---------- Source material ----------
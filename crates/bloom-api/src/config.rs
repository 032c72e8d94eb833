use std::fmt::Display;
use std::str::FromStr;

use anyhow::Context;

/// Runtime configuration, read once at startup and passed into `AppState`.
/// There is no ambient global; components receive what they need explicitly.
#[derive(Debug, Clone)]
pub struct Config {
    pub environment: String,
    pub host: String,
    pub port: u16,
    pub db_path: String,
    pub api_prefix: String,
    pub jwt_secret: String,
    pub otp_secret: String,
    pub otp_length: usize,
    pub otp_ttl_minutes: i64,
    pub access_token_ttl_minutes: i64,
    pub refresh_token_ttl_days: i64,
    pub resend_api_key: Option<String>,
    pub email_from: Option<String>,
    pub resend_base_url: String,
    pub auth_rate_limit: u32,
    pub rate_window_seconds: u64,
}

impl Config {
    pub fn from_env() -> anyhow::Result<Self> {
        Ok(Self {
            environment: env_or("BLOOM_ENVIRONMENT", "local"),
            host: env_or("BLOOM_HOST", "0.0.0.0"),
            port: env_parsed("BLOOM_PORT", 3000)?,
            db_path: env_or("BLOOM_DB_PATH", "bloom.db"),
            api_prefix: env_or("BLOOM_API_PREFIX", "/api/v1"),
            jwt_secret: env_or("BLOOM_JWT_SECRET", "dev-secret-change-me"),
            otp_secret: env_or("BLOOM_OTP_SECRET", "dev-otp-secret-change-me"),
            otp_length: env_parsed("BLOOM_OTP_LENGTH", 6)?,
            otp_ttl_minutes: env_parsed("BLOOM_OTP_TTL_MINUTES", 10)?,
            access_token_ttl_minutes: env_parsed("BLOOM_ACCESS_TOKEN_TTL_MINUTES", 15)?,
            refresh_token_ttl_days: env_parsed("BLOOM_REFRESH_TOKEN_TTL_DAYS", 30)?,
            resend_api_key: env_optional("BLOOM_RESEND_API_KEY"),
            email_from: env_optional("BLOOM_EMAIL_FROM"),
            resend_base_url: env_or("BLOOM_RESEND_BASE_URL", "https://api.resend.com"),
            auth_rate_limit: env_parsed("BLOOM_AUTH_RATE_LIMIT", 10)?,
            rate_window_seconds: env_parsed("BLOOM_RATE_WINDOW_SECONDS", 60)?,
        })
    }

    /// Production forbids returning plaintext OTP codes and requires a
    /// configured email sender.
    pub fn is_production(&self) -> bool {
        self.environment == "production"
    }
}

fn env_or(key: &str, default: &str) -> String {
    std::env::var(key).unwrap_or_else(|_| default.to_string())
}

fn env_optional(key: &str) -> Option<String> {
    std::env::var(key).ok().filter(|value| !value.is_empty())
}

fn env_parsed<T>(key: &str, default: T) -> anyhow::Result<T>
where
    T: FromStr,
    T::Err: Display + Send + Sync + std::error::Error + 'static,
{
    match std::env::var(key) {
        Ok(raw) => raw
            .parse()
            .with_context(|| format!("invalid value for {key}: {raw}")),
        Err(_) => Ok(default),
    }
}
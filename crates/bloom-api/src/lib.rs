pub mod auth;
pub mod config;
pub mod email;
pub mod error;
pub mod flowers;
pub mod me;
pub mod middleware;
pub mod rate_limit;
pub mod state;

use axum::{Json, Router, middleware as axum_middleware, routing::get, routing::post};
use tower_http::cors::CorsLayer;
use tower_http::trace::TraceLayer;

use crate::state::AppState;

/// Assemble the full application router. Auth endpoints sit behind the
/// fixed-window rate limiter, flower and profile endpoints behind bearer
/// authentication, and gift opening is public.
pub fn build_router(state: AppState) -> Router {
    let auth_routes = Router::new()
        .route("/auth/request-otp", post(auth::request_otp))
        .route("/auth/verify-otp", post(auth::verify_otp))
        .route("/auth/refresh", post(auth::refresh))
        .route("/auth/logout", post(auth::logout))
        .layer(axum_middleware::from_fn_with_state(
            state.clone(),
            rate_limit::limit_auth_requests,
        ));

    let protected_routes = Router::new()
        .route(
            "/flowers",
            post(flowers::create_flower).get(flowers::list_flowers),
        )
        .route("/flowers/{flower_id}/water", post(flowers::water_flower))
        .route("/flowers/{flower_id}/send", post(flowers::send_flower))
        .route("/me", get(me::me))
        .layer(axum_middleware::from_fn_with_state(
            state.clone(),
            middleware::require_auth,
        ));

    let public_routes = Router::new()
        .route("/health", get(health))
        .route("/flowers/open/{share_token}", get(flowers::open_flower));

    let api = auth_routes.merge(protected_routes).merge(public_routes);

    Router::new()
        .route("/", get(root))
        .nest(&state.config.api_prefix, api)
        .layer(CorsLayer::permissive())
        .layer(TraceLayer::new_for_http())
        .with_state(state)
}

async fn root() -> Json<serde_json::Value> {
    Json(serde_json::json!({ "service": "bloom", "status": "ok" }))
}

async fn health() -> Json<serde_json::Value> {
    Json(serde_json::json!({ "status": "ok" }))
}
use std::net::SocketAddr;
use std::path::Path;
use std::sync::Arc;

use tracing::{info, warn};
use tracing_subscriber::EnvFilter;

use bloom_api::config::Config;
use bloom_api::email::Mailer;
use bloom_api::rate_limit::FixedWindowLimiter;
use bloom_api::state::AppStateInner;
use bloom_db::Database;

#[tokio::main]
async fn main() -> anyhow::Result<()> {
    dotenvy::dotenv().ok();

    tracing_subscriber::fmt()
        .with_env_filter(
            EnvFilter::try_from_default_env()
                .unwrap_or_else(|_| EnvFilter::new("bloom=debug,tower_http=debug")),
        )
        .init();

    let config = Config::from_env()?;
    let db = Database::open(Path::new(&config.db_path))?;

    let mailer = match (&config.resend_api_key, &config.email_from) {
        (Some(api_key), Some(from)) => Some(Mailer::new(
            api_key.clone(),
            from.clone(),
            config.resend_base_url.clone(),
        )?),
        _ => {
            warn!("email delivery not configured, OTP codes will be returned inline");
            None
        }
    };

    let addr: SocketAddr = format!("{}:{}", config.host, config.port).parse()?;
    let state = Arc::new(AppStateInner {
        db,
        config,
        mailer,
        limiter: FixedWindowLimiter::new(),
    });

    let app = bloom_api::build_router(state);

    info!("listening on {addr}");
    let listener = tokio::net::TcpListener::bind(addr).await?;
    axum::serve(
        listener,
        app.into_make_service_with_connect_info::<SocketAddr>(),
    )
    .await?;

    Ok(())
}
----------
**Exercise description**:
Could you transcribe the whole listing exactly?

**Answer**:
filename crates/bloom-api/src/config.rs
repository 032c72e8d94eb833
use std::fmt::Display;
use std::str::FromStr;

use anyhow::Context;

/// Runtime configuration, read once at startup and passed into `AppState`.
/// There is no ambient global; components receive what they need explicitly.
#[derive(Debug, Clone)]
pub struct Config {
    pub environment: String,
    pub host: String,
    pub port: u16,
    pub db_path: String,
    pub api_prefix: String,
    pub jwt_secret: String,
    pub otp_secret: String,
    pub otp_length: usize,
    pub otp_ttl_minutes: i64,
    pub access_token_ttl_minutes: i64,
    pub refresh_token_ttl_days: i64,
    pub resend_api_key: Option<String>,
    pub email_from: Option<String>,
    pub resend_base_url: String,
    pub auth_rate_limit: u32,
    pub rate_window_seconds: u64,
}

impl Config {
    pub fn from_env() -> anyhow::Result<Self> {
        Ok(Self {
            environment: env_or("BLOOM_ENVIRONMENT", "local"),
            host: env_or("BLOOM_HOST", "0.0.0.0"),
            port: env_parsed("BLOOM_PORT", 3000)?,
            db_path: env_or("BLOOM_DB_PATH", "bloom.db"),
            api_prefix: env_or("BLOOM_API_PREFIX", "/api/v1"),
            jwt_secret: env_or("BLOOM_JWT_SECRET", "dev-secret-change-me"),
            otp_secret: env_or("BLOOM_OTP_SECRET", "dev-otp-secret-change-me"),
            otp_length: env_parsed("BLOOM_OTP_LENGTH", 6)?,
            otp_ttl_minutes: env_parsed("BLOOM_OTP_TTL_MINUTES", 10)?,
            access_token_ttl_minutes: env_parsed("BLOOM_ACCESS_TOKEN_TTL_MINUTES", 15)?,
            refresh_token_ttl_days: env_parsed("BLOOM_REFRESH_TOKEN_TTL_DAYS", 30)?,
            resend_api_key: env_optional("BLOOM_RESEND_API_KEY"),
            email_from: env_optional("BLOOM_EMAIL_FROM"),
            resend_base_url: env_or("BLOOM_RESEND_BASE_URL", "https://api.resend.com"),
            auth_rate_limit: env_parsed("BLOOM_AUTH_RATE_LIMIT", 10)?,
            rate_window_seconds: env_parsed("BLOOM_RATE_WINDOW_SECONDS", 60)?,
        })
    }

    /// Production forbids returning plaintext OTP codes and requires a
    /// configured email sender.
    pub fn is_production(&self) -> bool {
        self.environment == "production"
    }
}

fn env_or(key: &str, default: &str) -> String {
    std::env::var(key).unwrap_or_else(|_| default.to_string())
}

fn env_optional(key: &str) -> Option<String> {
    std::env::var(key).ok().filter(|value| !value.is_empty())
}

fn env_parsed<T>(key: &str, default: T) -> anyhow::Result<T>
where
    T: FromStr,
    T::Err: Display + Send + Sync + std::error::Error + 'static,
{
    match std::env::var(key) {
        Ok(raw) => raw
            .parse()
            .with_context(|| format!("invalid value for {key}: {raw}")),
        Err(_) => Ok(default),
    }
}
filename crates/bloom-api/src/lib.rs
pub mod auth;
pub mod config;
pub mod email;
pub mod error;
pub mod flowers;
pub mod me;
pub mod middleware;
pub mod rate_limit;
pub mod state;

use axum::{Json, Router, middleware as axum_middleware, routing::get, routing::post};
use tower_http::cors::CorsLayer;
use tower_http::trace::TraceLayer;

use crate::state::AppState;

/// Assemble the full application router. Auth endpoints sit behind the
/// fixed-window rate limiter, flower and profile endpoints behind bearer
/// authentication, and gift opening is public.
pub fn build_router(state: AppState) -> Router {
    let auth_routes = Router::new()
        .route("/auth/request-otp", post(auth::request_otp))
        .route("/auth/verify-otp", post(auth::verify_otp))
        .route("/auth/refresh", post(auth::refresh))
        .route("/auth/logout", post(auth::logout))
        .layer(axum_middleware::from_fn_with_state(
            state.clone(),
            rate_limit::limit_auth_requests,
        ));

    let protected_routes = Router::new()
        .route(
            "/flowers",
            post(flowers::create_flower).get(flowers::list_flowers),
        )
        .route("/flowers/{flower_id}/water", post(flowers::water_flower))
        .route("/flowers/{flower_id}/send", post(flowers::send_flower))
        .route("/me", get(me::me))
        .layer(axum_middleware::from_fn_with_state(
            state.clone(),
            middleware::require_auth,
        ));

    let public_routes = Router::new()
        .route("/health", get(health))
        .route("/flowers/open/{share_token}", get(flowers::open_flower));

    let api = auth_routes.merge(protected_routes).merge(public_routes);

    Router::new()
        .route("/", get(root))
        .nest(&state.config.api_prefix, api)
        .layer(CorsLayer::permissive())
        .layer(TraceLayer::new_for_http())
        .with_state(state)
}

async fn root() -> Json<serde_json::Value> {
    Json(serde_json::json!({ "service": "bloom", "status": "ok" }))
}

async fn health() -> Json<serde_json::Value> {
    Json(serde_json::json!({ "status": "ok" }))
}
use std::net::SocketAddr;
use std::path::Path;
use std::sync::Arc;

use tracing::{info, warn};
use tracing_subscriber::EnvFilter;

use bloom_api::config::Config;
use bloom_api::email::Mailer;
use bloom_api::rate_limit::FixedWindowLimiter;
use bloom_api::state::AppStateInner;
use bloom_db::Database;

#[tokio::main]
async fn main() -> anyhow::Result<()> {
    dotenvy::dotenv().ok();

    tracing_subscriber::fmt()
        .with_env_filter(
            EnvFilter::try_from_default_env()
                .unwrap_or_else(|_| EnvFilter::new("bloom=debug,tower_http=debug")),
        )
        .init();

    let config = Config::from_env()?;
    let db = Database::open(Path::new(&config.db_path))?;

    let mailer = match (&config.resend_api_key, &config.email_from) {
        (Some(api_key), Some(from)) => Some(Mailer::new(
            api_key.clone(),
            from.clone(),
            config.resend_base_url.clone(),
        )?),
        _ => {
            warn!("email delivery not configured, OTP codes will be returned inline");
            None
        }
    };

    let addr: SocketAddr = format!("{}:{}", config.host, config.port).parse()?;
    let state = Arc::new(AppStateInner {
        db,
        config,
        mailer,
        limiter: FixedWindowLimiter::new(),
    });

    let app = bloom_api::build_router(state);

    info!("listening on {addr}");
    let listener = tokio::net::TcpListener::bind(addr).await?;
    axum::serve(
        listener,
        app.into_make_service_with_connect_info::<SocketAddr>(),
    )
    .await?;

    Ok(())
}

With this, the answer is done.